======== Provided data ========

// buildrelay-config/tests/support/mod.rs
// ============================================================================
// Module: Test Support
// Description: Shared result helpers for configuration integration tests.
// ============================================================================
//! ## Overview
//! Shared test helpers for consistent Result-based assertions.

#![allow(
    clippy::panic,
    clippy::print_stdout,
    clippy::print_stderr,
    clippy::unwrap_used,
    clippy::expect_used,
    clippy::use_debug,
    clippy::dbg_macro,
    clippy::panic_in_result_fn,
    clippy::unwrap_in_result,
    dead_code,
    reason = "Test-only output and panic-based assertions are permitted."
)]

use std::error::Error;
use std::fmt;

// ========================================================================
// Test Result Helpers
// ========================================================================

/// Standard result type used across configuration integration tests.
pub type TestResult<T = ()> = Result<T, Box<dyn Error>>;

/// Lightweight error type for test assertions.
#[derive(Debug)]
struct TestError {
    /// Human-readable failure message.
    message: String,
}

impl TestError {
    /// Creates a new test error with the provided message.
    fn new(message: impl Into<String>) -> Self {
        Self {
            message: message.into(),
        }
    }
}

impl fmt::Display for TestError {
    fn fmt(&self, formatter: &mut fmt::Formatter<'_>) -> fmt::Result {
        formatter.write_str(&self.message)
    }
}

impl Error for TestError {}

/// Returns an error when a test condition fails.
///
/// # Errors
/// Returns a `TestError` when the condition is false.
pub fn ensure(condition: bool, message: impl Into<String>) -> TestResult {
    if condition { Ok(()) } else { Err(Box::new(TestError::new(message))) }
}
// buildrelay-bindings/src/path.rs
// ============================================================================
// Module: Path Accessors
// Description: Compiled path expressions over the build event schema.
// Purpose: Parse substitution paths once and extract text per event.
// Dependencies: buildrelay-core, crate::error
// ============================================================================

//! ## Overview
//! A substitution path addresses one piece of a build event: a scalar field,
//! a list element by index, a map value by key, a wildcard projection over a
//! list, or a secret by its deployment-local alias. Paths are parsed against
//! the fixed event schema at compile time, so a typo in configuration fails
//! before the process serves traffic.
//! Invariants:
//! - Secret aliases are bound to their opaque resource names at compile
//!   time; only the fetch itself is deferred to resolution.
//! - Extraction is read-only over the event; accessors hold no mutable
//!   state and are safe to share across concurrent resolutions.

// ============================================================================
// SECTION: Imports
// ============================================================================

use buildrelay_core::BuildEvent;
use buildrelay_core::EventField;
use buildrelay_core::SecretAliases;
use buildrelay_core::SecretFetcher;
use buildrelay_core::StepField;
use buildrelay_core::ValueKind;

use crate::error::CompileError;
use crate::error::ResolveError;

// ============================================================================
// SECTION: Compiled Accessors
// ============================================================================

/// One compiled path expression, ready for repeated extraction.
#[derive(Debug, Clone)]
pub(crate) enum Accessor {
    /// A scalar event field, e.g. `build.status`.
    Scalar(EventField),
    /// A map value by key, e.g. `build.substitutions['_BRANCH']`.
    MapKey {
        /// Map-kinded event field being addressed.
        field: EventField,
        /// Lookup key inside the map.
        key: String,
    },
    /// A text-list element by index, e.g. `build.tags[0]`.
    ListIndex {
        /// List-kinded event field being addressed.
        field: EventField,
        /// Zero-based positional index.
        index: usize,
    },
    /// A wildcard projection over a text list, e.g. `build.images[*]`.
    ListWildcard {
        /// List-kinded event field being projected.
        field: EventField,
    },
    /// A scalar step field by step index, e.g. `build.steps[0].name`.
    StepIndex {
        /// Zero-based step index.
        index: usize,
        /// Scalar field extracted from the selected step.
        field: StepField,
    },
    /// A wildcard projection over step fields, e.g. `build.steps[*].status`.
    StepWildcard {
        /// Scalar field extracted from every step.
        field: StepField,
    },
    /// A secret reference, e.g. `secrets.db`, bound to its resource name.
    Secret {
        /// Deployment-local alias as written in the path.
        alias: String,
        /// Opaque store resource name bound at compile time.
        resource: String,
    },
}

// ============================================================================
// SECTION: Parsing
// ============================================================================

/// Bracket selector parsed from a `[...]` path segment.
#[derive(Debug)]
enum Selector {
    /// Positional index.
    Index(usize),
    /// `*` projection over every element.
    Wildcard,
    /// Quoted map key.
    Key(String),
}

/// Parses the path text inside an already-stripped `$( ... )` envelope.
///
/// `name` is the substitution name, carried into every error.
pub(crate) fn parse(
    name: &str,
    path: &str,
    aliases: &SecretAliases,
) -> Result<Accessor, CompileError> {
    let mut cursor = Cursor::new(name, path);
    let root = cursor.ident()?;
    match root.as_str() {
        "secrets" => parse_secret(&mut cursor, aliases),
        "build" => parse_event_path(&mut cursor),
        other => Err(CompileError::UnknownRoot {
            name: name.to_string(),
            root: other.to_string(),
        }),
    }
}

/// Parses the remainder of a `secrets.<alias>` path.
fn parse_secret(cursor: &mut Cursor<'_>, aliases: &SecretAliases) -> Result<Accessor, CompileError> {
    cursor.expect(b'.')?;
    let alias = cursor.ident()?;
    cursor.expect_end()?;
    let resource = aliases.resource(&alias).map_err(|source| CompileError::UnknownSecret {
        name: cursor.name.to_string(),
        source,
    })?;
    Ok(Accessor::Secret {
        alias,
        resource: resource.to_string(),
    })
}

/// Parses the remainder of a `build.<field>...` path.
fn parse_event_path(cursor: &mut Cursor<'_>) -> Result<Accessor, CompileError> {
    cursor.expect(b'.')?;
    let field_name = cursor.ident()?;
    let field = EventField::parse(&field_name).ok_or_else(|| CompileError::UnknownField {
        name: cursor.name.to_string(),
        field: field_name.clone(),
    })?;
    match field.kind() {
        ValueKind::Text | ValueKind::OptionalText | ValueKind::Status | ValueKind::Timestamp => {
            cursor.expect_end()?;
            Ok(Accessor::Scalar(field))
        }
        ValueKind::TextMap => {
            let selector = cursor.selector()?;
            cursor.expect_end()?;
            match selector {
                Selector::Key(key) => Ok(Accessor::MapKey {
                    field,
                    key,
                }),
                Selector::Index(_) | Selector::Wildcard => Err(CompileError::KindMismatch {
                    name: cursor.name.to_string(),
                    reason: format!("`{}` is a map and requires a quoted key", field.name()),
                }),
            }
        }
        ValueKind::TextList => {
            let selector = cursor.selector()?;
            cursor.expect_end()?;
            match selector {
                Selector::Index(index) => Ok(Accessor::ListIndex {
                    field,
                    index,
                }),
                Selector::Wildcard => Ok(Accessor::ListWildcard {
                    field,
                }),
                Selector::Key(_) => Err(CompileError::KindMismatch {
                    name: cursor.name.to_string(),
                    reason: format!("`{}` is a list and requires an index or `*`", field.name()),
                }),
            }
        }
        ValueKind::StepList => {
            let selector = cursor.selector()?;
            cursor.expect(b'.')?;
            let step_field_name = cursor.ident()?;
            let step_field =
                StepField::parse(&step_field_name).ok_or_else(|| CompileError::UnknownStepField {
                    name: cursor.name.to_string(),
                    field: step_field_name,
                })?;
            cursor.expect_end()?;
            match selector {
                Selector::Index(index) => Ok(Accessor::StepIndex {
                    index,
                    field: step_field,
                }),
                Selector::Wildcard => Ok(Accessor::StepWildcard {
                    field: step_field,
                }),
                Selector::Key(_) => Err(CompileError::KindMismatch {
                    name: cursor.name.to_string(),
                    reason: "`steps` is a list and requires an index or `*`".to_string(),
                }),
            }
        }
    }
}

/// Byte cursor over one path expression.
struct Cursor<'a> {
    /// Substitution name, carried into errors.
    name: &'a str,
    /// Path bytes being scanned.
    bytes: &'a [u8],
    /// Current scan position.
    pos: usize,
}

impl<'a> Cursor<'a> {
    /// Creates a cursor over trimmed path text.
    fn new(name: &'a str, path: &'a str) -> Self {
        Self {
            name,
            bytes: path.as_bytes(),
            pos: 0,
        }
    }

    /// Builds a malformed-path error at the current position.
    fn malformed(&self, reason: impl Into<String>) -> CompileError {
        CompileError::Malformed {
            name: self.name.to_string(),
            reason: reason.into(),
        }
    }

    /// Scans one `[A-Za-z0-9_]+` identifier.
    fn ident(&mut self) -> Result<String, CompileError> {
        let start = self.pos;
        while self
            .bytes
            .get(self.pos)
            .is_some_and(|byte| byte.is_ascii_alphanumeric() || *byte == b'_')
        {
            self.pos += 1;
        }
        if self.pos == start {
            return Err(self.malformed(format!("expected an identifier at byte {start}")));
        }
        Ok(String::from_utf8_lossy(&self.bytes[start .. self.pos]).into_owned())
    }

    /// Consumes one expected punctuation byte.
    fn expect(&mut self, expected: u8) -> Result<(), CompileError> {
        if self.bytes.get(self.pos) == Some(&expected) {
            self.pos += 1;
            Ok(())
        } else {
            Err(self.malformed(format!(
                "expected `{}` at byte {}",
                char::from(expected),
                self.pos
            )))
        }
    }

    /// Requires that the whole path has been consumed.
    fn expect_end(&mut self) -> Result<(), CompileError> {
        if self.pos == self.bytes.len() {
            Ok(())
        } else {
            Err(self.malformed(format!("unexpected trailing text at byte {}", self.pos)))
        }
    }

    /// Scans one `[...]` selector: an index, `*`, or a quoted key.
    fn selector(&mut self) -> Result<Selector, CompileError> {
        self.expect(b'[')?;
        let selector = match self.bytes.get(self.pos) {
            Some(b'*') => {
                self.pos += 1;
                Selector::Wildcard
            }
            Some(quote @ (b'\'' | b'"')) => {
                self.pos += 1;
                let start = self.pos;
                while self.bytes.get(self.pos).is_some_and(|byte| byte != quote) {
                    self.pos += 1;
                }
                if self.pos == self.bytes.len() {
                    return Err(self.malformed(format!("unterminated key starting at byte {start}")));
                }
                let key = String::from_utf8_lossy(&self.bytes[start .. self.pos]).into_owned();
                self.pos += 1;
                Selector::Key(key)
            }
            Some(byte) if byte.is_ascii_digit() => {
                let start = self.pos;
                while self.bytes.get(self.pos).is_some_and(u8::is_ascii_digit) {
                    self.pos += 1;
                }
                let digits = String::from_utf8_lossy(&self.bytes[start .. self.pos]);
                let index = digits
                    .parse::<usize>()
                    .map_err(|_| self.malformed(format!("index `{digits}` is out of range")))?;
                Selector::Index(index)
            }
            _ => {
                return Err(self.malformed(format!(
                    "expected an index, `*`, or a quoted key at byte {}",
                    self.pos
                )));
            }
        };
        self.expect(b']')?;
        Ok(selector)
    }
}

// ============================================================================
// SECTION: Extraction
// ============================================================================

impl Accessor {
    /// Extracts this accessor's text from one event.
    ///
    /// `name` is the binding name, carried into every error.
    ///
    /// # Errors
    ///
    /// Returns [`ResolveError`] when the addressed data is absent, an index
    /// is out of range, a wildcard matches nothing, or the secret store
    /// fails. Absence is never substituted with an empty string.
    pub(crate) fn extract(
        &self,
        name: &str,
        event: &BuildEvent,
        fetcher: &dyn SecretFetcher,
    ) -> Result<String, ResolveError> {
        match self {
            Self::Scalar(field) => {
                field.scalar_text(event).ok_or_else(|| ResolveError::AbsentField {
                    name: name.to_string(),
                    field: field.name().to_string(),
                })
            }
            Self::MapKey {
                field,
                key,
            } => event.substitutions.get(key).cloned().ok_or_else(|| ResolveError::AbsentKey {
                name: name.to_string(),
                field: field.name().to_string(),
                key: key.clone(),
            }),
            Self::ListIndex {
                field,
                index,
            } => {
                let list = field.text_list(event).unwrap_or(&[]);
                list.get(*index).cloned().ok_or_else(|| ResolveError::IndexOutOfRange {
                    name: name.to_string(),
                    field: field.name().to_string(),
                    index: *index,
                    length: list.len(),
                })
            }
            Self::ListWildcard {
                field,
            } => {
                let list = field.text_list(event).unwrap_or(&[]);
                if list.is_empty() {
                    return Err(ResolveError::EmptyProjection {
                        name: name.to_string(),
                        field: field.name().to_string(),
                    });
                }
                Ok(list.join(" "))
            }
            Self::StepIndex {
                index,
                field,
            } => {
                let step =
                    event.steps.get(*index).ok_or_else(|| ResolveError::IndexOutOfRange {
                        name: name.to_string(),
                        field: "steps".to_string(),
                        index: *index,
                        length: event.steps.len(),
                    })?;
                field.scalar_text(step).ok_or_else(|| ResolveError::AbsentField {
                    name: name.to_string(),
                    field: format!("steps[{index}].{}", field.name()),
                })
            }
            Self::StepWildcard {
                field,
            } => {
                if event.steps.is_empty() {
                    return Err(ResolveError::EmptyProjection {
                        name: name.to_string(),
                        field: "steps".to_string(),
                    });
                }
                let mut parts = Vec::with_capacity(event.steps.len());
                for (position, step) in event.steps.iter().enumerate() {
                    let part =
                        field.scalar_text(step).ok_or_else(|| ResolveError::AbsentField {
                            name: name.to_string(),
                            field: format!("steps[{position}].{}", field.name()),
                        })?;
                    parts.push(part);
                }
                Ok(parts.join(" "))
            }
            Self::Secret {
                alias,
                resource,
            } => fetcher.fetch(resource).map_err(|source| ResolveError::Secret {
                name: name.to_string(),
                alias: alias.clone(),
                source,
            }),
        }
    }
}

========

§ Exercise instructions
Only the lines containing "bound" are needed; copy each of them from the data.

§ Answer box
//! - Secret aliases are bound to their opaque resource names at compile
    /// A secret reference, e.g. `secrets.db`, bound to its resource name.
        /// Opaque store resource name bound at compile time.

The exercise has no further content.